One of the most widespread misconceptions about evolution is that it is a result of a kind of struggle for survival. This view is inaccurate and ignores other forces driving evolution. The fight for survival is better described as a struggle to survive in a specific environment. This can be a challenge for not just other living things as well as the physical surroundings themselves.

To understand how evolution functions, it is helpful to consider what adaptation is. It is a feature that allows a living thing to survive in its environment and reproduce. It could be a physiological structure, like feathers or fur or a behavior, such as moving to the shade during the heat or leaving at night to avoid the cold.

The ability of an organism to draw energy from its surroundings and interact with other organisms as well as their physical environment, is crucial to its survival. The organism needs to have the right genes to generate offspring, and it should be able to find sufficient food and other resources. The organism must be able to reproduce itself at the rate that is suitable for its niche.

These elements, in conjunction with gene flow and mutation result in an alteration in the percentage of alleles (different forms of a gene) in the gene pool of a population. This change in allele frequency can lead to the emergence of new traits, and eventually, new species in the course of time.

A lot of the traits we admire in plants and animals are adaptations.

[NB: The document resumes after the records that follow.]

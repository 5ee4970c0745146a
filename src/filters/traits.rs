use bytes::Bytes;
use std::time::Duration;
use thiserror::Error;

#[derive(Debug, Error, Clone, PartialEq, Eq)]
pub enum FetchError {
    #[error("timed out")]
    Timeout,
    #[error("{0}")]
    Transport(String),
}

/// The network side of the registry. Implementations must not retry.
#[async_trait::async_trait]
pub trait Fetcher: Send + Sync {
    /// Downloads `url`, giving up with [`FetchError::Timeout`] after `timeout`.
    async fn fetch(&self, url: &str, timeout: Duration) -> Result<Bytes, FetchError>;
}
use std::io;
use std::path::{Path, PathBuf};
use std::sync::atomic::{AtomicU64, Ordering};
use tokio::fs;
use tokio::io::AsyncWriteExt;
use tracing::warn;

/// Durable per-entry content files, one `<id>.txt` per filter under `dir`.
#[derive(Debug)]
pub struct ContentStore {
    dir: PathBuf,
    tmp_seq: AtomicU64,
}

impl ContentStore {
    /// Opens the store, creating `dir` if it does not exist yet.
    pub async fn open(dir: impl Into<PathBuf>) -> io::Result<Self> {
        let dir = dir.into();
        fs::create_dir_all(&dir).await?;
        Ok(Self {
            dir,
            tmp_seq: AtomicU64::new(0),
        })
    }

    pub fn dir(&self) -> &Path {
        &self.dir
    }

    pub fn path_for(&self, id: u64) -> PathBuf {
        self.dir.join(format!("{}.txt", id))
    }

    /// Replaces `path` with `content`; readers see either the old file or the
    /// complete new one.
    pub async fn write(&self, path: &Path, content: &[u8]) -> io::Result<()> {
        self.stage(path, content).await?.persist()
    }

    /// Writes `content` next to `path` without touching `path` itself.
    pub async fn stage(&self, path: &Path, content: &[u8]) -> io::Result<StagedContent> {
        let seq = self.tmp_seq.fetch_add(1, Ordering::Relaxed);
        let mut tmp = path.as_os_str().to_owned();
        tmp.push(format!(".{}.tmp", seq));

        // From here on the guard owns the temp file and removes it on failure.
        let staged = StagedContent {
            tmp: PathBuf::from(tmp),
            target: path.to_path_buf(),
            persisted: false,
        };

        let mut file = fs::File::create(&staged.tmp).await?;
        file.write_all(content).await?;
        file.sync_all().await?;
        drop(file);

        Ok(staged)
    }

    /// Removing a path that does not exist is not an error.
    pub async fn remove(&self, path: &Path) -> io::Result<()> {
        match fs::remove_file(path).await {
            Ok(()) => Ok(()),
            Err(e) if e.kind() == io::ErrorKind::NotFound => Ok(()),
            Err(e) => Err(e),
        }
    }
}

/// Content written to a temporary file, waiting to be renamed into place.
/// Dropping it unpersisted deletes the temporary file.
#[derive(Debug)]
pub struct StagedContent {
    tmp: PathBuf,
    target: PathBuf,
    persisted: bool,
}

impl StagedContent {
    pub fn target(&self) -> &Path {
        &self.target
    }

    /// Atomically renames the staged file over its target.
    pub fn persist(mut self) -> io::Result<()> {
        std::fs::rename(&self.tmp, &self.target)?;
        self.persisted = true;
        Ok(())
    }
}

impl Drop for StagedContent {
    fn drop(&mut self) {
        if self.persisted {
            return;
        }
        if let Err(e) = std::fs::remove_file(&self.tmp) {
            if e.kind() != io::ErrorKind::NotFound {
                warn!("Failed to remove temp file {}: {}", self.tmp.display(), e);
            }
        }
    }
}

#[cfg(test)]
mod tests {
    use super::*;

    fn file_names(dir: &Path) -> Vec<String> {
        let mut names: Vec<String> = std::fs::read_dir(dir)
            .unwrap()
            .map(|e| e.unwrap().file_name().to_string_lossy().into_owned())
            .collect();
        names.sort();
        names
    }

    #[tokio::test]
    async fn test_open_creates_directory() {
        let tmp = tempfile::tempdir().unwrap();
        let dir = tmp.path().join("nested").join("filters");
        let store = ContentStore::open(&dir).await.unwrap();
        assert!(dir.is_dir());
        assert_eq!(store.path_for(7), dir.join("7.txt"));
    }

    #[tokio::test]
    async fn test_write_replaces_content_without_leftovers() {
        let tmp = tempfile::tempdir().unwrap();
        let store = ContentStore::open(tmp.path()).await.unwrap();
        let path = store.path_for(1);

        store.write(&path, b"first\n").await.unwrap();
        store.write(&path, b"second\n").await.unwrap();

        assert_eq!(std::fs::read(&path).unwrap(), b"second\n");
        assert_eq!(file_names(tmp.path()), vec!["1.txt".to_string()]);
    }

    #[tokio::test]
    async fn test_dropped_stage_leaves_target_untouched() {
        let tmp = tempfile::tempdir().unwrap();
        let store = ContentStore::open(tmp.path()).await.unwrap();
        let path = store.path_for(3);
        store.write(&path, b"old").await.unwrap();

        let staged = store.stage(&path, b"new").await.unwrap();
        assert_eq!(file_names(tmp.path()).len(), 2);
        assert_eq!(std::fs::read(&path).unwrap(), b"old");
        drop(staged);

        assert_eq!(file_names(tmp.path()), vec!["3.txt".to_string()]);
        assert_eq!(std::fs::read(&path).unwrap(), b"old");
    }

    #[tokio::test]
    async fn test_remove_is_idempotent() {
        let tmp = tempfile::tempdir().unwrap();
        let store = ContentStore::open(tmp.path()).await.unwrap();
        let path = store.path_for(9);
        store.write(&path, b"x").await.unwrap();

        store.remove(&path).await.unwrap();
        assert!(!path.exists());
        store.remove(&path).await.unwrap();
    }

    #[tokio::test]
    async fn test_write_into_missing_directory_fails() {
        let tmp = tempfile::tempdir().unwrap();
        let store = ContentStore::open(tmp.path().join("gone")).await.unwrap();
        std::fs::remove_dir(store.dir()).unwrap();

        let err = store.write(&store.path_for(1), b"x").await.unwrap_err();
        assert_eq!(err.kind(), io::ErrorKind::NotFound);
    }
}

For example the lungs or gills which draw oxygen from air feathers and fur for insulation, long legs to run away from predators and camouflage to conceal. However, a thorough understanding of adaptation requires a keen eye to the distinction between physiological and behavioral characteristics.

Physiological traits like the thick fur and gills are physical traits. Behavioral adaptations are not an exception, for instance, the tendency of animals to seek companionship or retreat into shade during hot weather. Furthermore, it is important to understand that a lack of forethought does not make something an adaptation. In fact, failure to think about the consequences of a behavior can make it unadaptive even though it might appear logical or even necessary.